Another ETF walks into the CLO bar
New York Life Investment Management has launched the NYLI Investment Grade CLO ETF, ticker CLOO, giving income-hungry investors yet another tool in the structured-credit toolbox. Think of it like the ETF version of ordering the safer item on a spicy menu: you still want the yield, but you’d rather not set your portfolio on fire.
Why investors care
The fund will mostly buy investment-grade CLO tranches, with at least 80% of assets parked in highly rated pieces of the stack. In plain English: it’s trying to collect decent income while putting some guardrails around the downside.

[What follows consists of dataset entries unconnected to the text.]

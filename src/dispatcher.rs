//! Single-consumer work queue with cooperative cancellation.
//!
//! Each owner that needs serial execution (the broadcaster, every device
//! server) runs its own `Dispatcher`. Producers hand closures to [`invoke`];
//! a dedicated worker thread runs them strictly in submission order. The
//! queue is bounded: when it is full the oldest queued task is dropped and a
//! warning is logged.
//!
//! Cancellation is cooperative. [`stop`] discards tasks that have not started
//! yet; the task currently running is allowed to finish, observing the
//! [`CancellationToken`] at its next checkpoint (typically inside
//! [`CancellationToken::sleep_for`]).
//!
//! [`invoke`]: Dispatcher::invoke
//! [`stop`]: Dispatcher::stop

use crossbeam_channel::{Receiver, Sender, TrySendError, bounded};
use parking_lot::Mutex;
use std::sync::Arc;
use std::sync::atomic::{AtomicBool, AtomicU64, Ordering};
use std::thread::{self, JoinHandle};
use std::time::{Duration, Instant};

/// Default bound on queued tasks.
pub const DEFAULT_QUEUE_DEPTH: usize = 10;

/// Granularity at which [`CancellationToken::sleep_for`] re-checks the flag.
const SLEEP_SLICE: Duration = Duration::from_millis(20);

/// Shared flag handed to every task so long sleeps can be interrupted.
#[derive(Clone)]
pub struct CancellationToken {
    cancelled: Arc<AtomicBool>,
}

impl CancellationToken {
    pub fn is_cancelled(&self) -> bool {
        self.cancelled.load(Ordering::Relaxed)
    }

    /// Sleep for `duration`, waking early on cancellation.
    ///
    /// Returns `false` if the dispatcher was stopped while sleeping.
    pub fn sleep_for(&self, duration: Duration) -> bool {
        let deadline = Instant::now() + duration;
        while Instant::now() < deadline {
            if self.is_cancelled() {
                return false;
            }
            let remaining = deadline.saturating_duration_since(Instant::now());
            thread::sleep(remaining.min(SLEEP_SLICE));
        }
        !self.is_cancelled()
    }
}

type Task = Box<dyn FnOnce(&CancellationToken) + Send + 'static>;

/// Single-consumer FIFO work queue.
pub struct Dispatcher {
    name: String,
    tx: Mutex<Option<Sender<Task>>>,
    rx: Receiver<Task>,
    cancelled: Arc<AtomicBool>,
    worker: Mutex<Option<JoinHandle<()>>>,
    dropped: AtomicU64,
}

impl Dispatcher {
    /// Create a dispatcher whose queue holds at most `capacity` tasks.
    pub fn new(name: &str, capacity: usize) -> Self {
        let (tx, rx) = bounded(capacity.max(1));
        Self {
            name: name.to_string(),
            tx: Mutex::new(Some(tx)),
            rx,
            cancelled: Arc::new(AtomicBool::new(false)),
            worker: Mutex::new(None),
            dropped: AtomicU64::new(0),
        }
    }

    /// Spawn the consumer thread. Tasks queued before `start` run once it is up.
    pub fn start(&self) {
        let mut worker = self.worker.lock();
        if worker.is_some() {
            return;
        }
        let rx = self.rx.clone();
        let token = CancellationToken {
            cancelled: Arc::clone(&self.cancelled),
        };
        let name = self.name.clone();
        let handle = thread::Builder::new()
            .name(format!("dispatch-{}", name))
            .spawn(move || {
                while let Ok(task) = rx.recv() {
                    if token.is_cancelled() {
                        // Queued work is discarded on stop; only the in-flight
                        // task runs to completion.
                        continue;
                    }
                    // A failing task must not take the consumer down with it.
                    let result = std::panic::catch_unwind(std::panic::AssertUnwindSafe(|| {
                        task(&token);
                    }));
                    if result.is_err() {
                        log::error!("dispatcher '{}' task panicked", name);
                    }
                }
                log::debug!("dispatcher '{}' exiting", name);
            })
            .expect("failed to spawn dispatcher thread");
        *worker = Some(handle);
    }

    /// Enqueue `task`. Never blocks the caller and never runs `task` inline.
    ///
    /// When the queue is full the oldest queued task is displaced.
    pub fn invoke<F>(&self, task: F)
    where
        F: FnOnce(&CancellationToken) + Send + 'static,
    {
        let guard = self.tx.lock();
        let Some(tx) = guard.as_ref() else {
            log::warn!("dispatcher '{}' is stopped, task discarded", self.name);
            return;
        };
        let mut task: Task = Box::new(task);
        loop {
            match tx.try_send(task) {
                Ok(()) => return,
                Err(TrySendError::Full(t)) => {
                    if self.rx.try_recv().is_ok() {
                        let dropped = self.dropped.fetch_add(1, Ordering::Relaxed) + 1;
                        if dropped.is_power_of_two() {
                            log::warn!(
                                "dispatcher '{}' queue full, dropped {} task(s) so far",
                                self.name,
                                dropped
                            );
                        }
                    }
                    task = t;
                }
                Err(TrySendError::Disconnected(_)) => return,
            }
        }
    }

    /// Total number of tasks displaced by queue overflow.
    pub fn dropped_tasks(&self) -> u64 {
        self.dropped.load(Ordering::Relaxed)
    }

    /// Cancel queued tasks, wait for the worker to observe cancellation, join.
    pub fn stop(&self) {
        self.cancelled.store(true, Ordering::Relaxed);
        // Dropping the sender disconnects the channel and wakes the worker.
        *self.tx.lock() = None;
        if let Some(handle) = self.worker.lock().take() {
            let _ = handle.join();
        }
        // Anything still queued was never started; drop it now.
        while self.rx.try_recv().is_ok() {}
    }
}

impl Drop for Dispatcher {
    fn drop(&mut self) {
        self.stop();
    }
}

#[cfg(test)]
mod tests {
    use super::*;
    use std::sync::Mutex as StdMutex;

    #[test]
    fn test_fifo_order_off_thread() {
        let dispatcher = Dispatcher::new("test", 16);
        dispatcher.start();

        let seen = Arc::new(StdMutex::new(Vec::new()));
        let caller = thread::current().id();
        for i in 0..5 {
            let seen = Arc::clone(&seen);
            dispatcher.invoke(move |_| {
                assert_ne!(thread::current().id(), caller);
                seen.lock().unwrap().push(i);
            });
        }

        // Tasks run in submission order once the worker drains the queue.
        let deadline = Instant::now() + Duration::from_secs(2);
        while seen.lock().unwrap().len() < 5 && Instant::now() < deadline {
            thread::sleep(Duration::from_millis(5));
        }
        assert_eq!(*seen.lock().unwrap(), vec![0, 1, 2, 3, 4]);
    }

    #[test]
    fn test_overflow_drops_oldest() {
        let dispatcher = Dispatcher::new("test", 2);
        let seen = Arc::new(StdMutex::new(Vec::new()));
        for i in 0..4 {
            let seen = Arc::clone(&seen);
            dispatcher.invoke(move |_| seen.lock().unwrap().push(i));
        }
        assert_eq!(dispatcher.dropped_tasks(), 2);

        dispatcher.start();
        let deadline = Instant::now() + Duration::from_secs(2);
        while seen.lock().unwrap().len() < 2 && Instant::now() < deadline {
            thread::sleep(Duration::from_millis(5));
        }
        assert_eq!(*seen.lock().unwrap(), vec![2, 3]);
    }

    #[test]
    fn test_stop_discards_pending() {
        let dispatcher = Dispatcher::new("test", 8);
        let seen = Arc::new(StdMutex::new(Vec::new()));
        for i in 0..3 {
            let seen = Arc::clone(&seen);
            dispatcher.invoke(move |_| seen.lock().unwrap().push(i));
        }
        // Never started: stop must discard everything without running it.
        dispatcher.stop();
        assert!(seen.lock().unwrap().is_empty());
    }

    #[test]
    fn test_in_flight_task_observes_cancellation() {
        let dispatcher = Dispatcher::new("test", 8);
        dispatcher.start();

        let observed = Arc::new(AtomicBool::new(false));
        let flag = Arc::clone(&observed);
        dispatcher.invoke(move |token| {
            while token.sleep_for(Duration::from_millis(10)) {}
            flag.store(true, Ordering::Relaxed);
        });

        thread::sleep(Duration::from_millis(30));
        dispatcher.stop();
        assert!(observed.load(Ordering::Relaxed));
    }

    #[test]
    fn test_invoke_after_stop_is_noop() {
        let dispatcher = Dispatcher::new("test", 8);
        dispatcher.start();
        dispatcher.stop();
        dispatcher.invoke(|_| panic!("must not run"));
        thread::sleep(Duration::from_millis(20));
    }
}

That matters because fixed income has been doing its best impression of a crowded subway car lately — lots of people are piling in, and the search for yield is getting intense. Investors have been leaning into CLO ETFs because they can offer higher income than plain-vanilla corporate bond funds, along with a bit of structural protection.
The bigger CLO parade
CLOO isn’t arriving alone. It’s joining a growing club that already includes familiar names like Janus Henderson AAA CLO ETF JAAA and iShares AAA CLO Active ETF CLOA, both of which have been pulling in serious cash this year. Over the past three months, JAAA has drawn more than $660 million in inflows, while CLOA has taken in over $600 million.
Big picture
This launch says one thing pretty loudly: investors are still hunting for income, and they’re willing to get a little more creative to find it. When rates stay elevated and credit nerves stay twitchy, products like CLOO suddenly look a lot less niche and a lot more mainstream.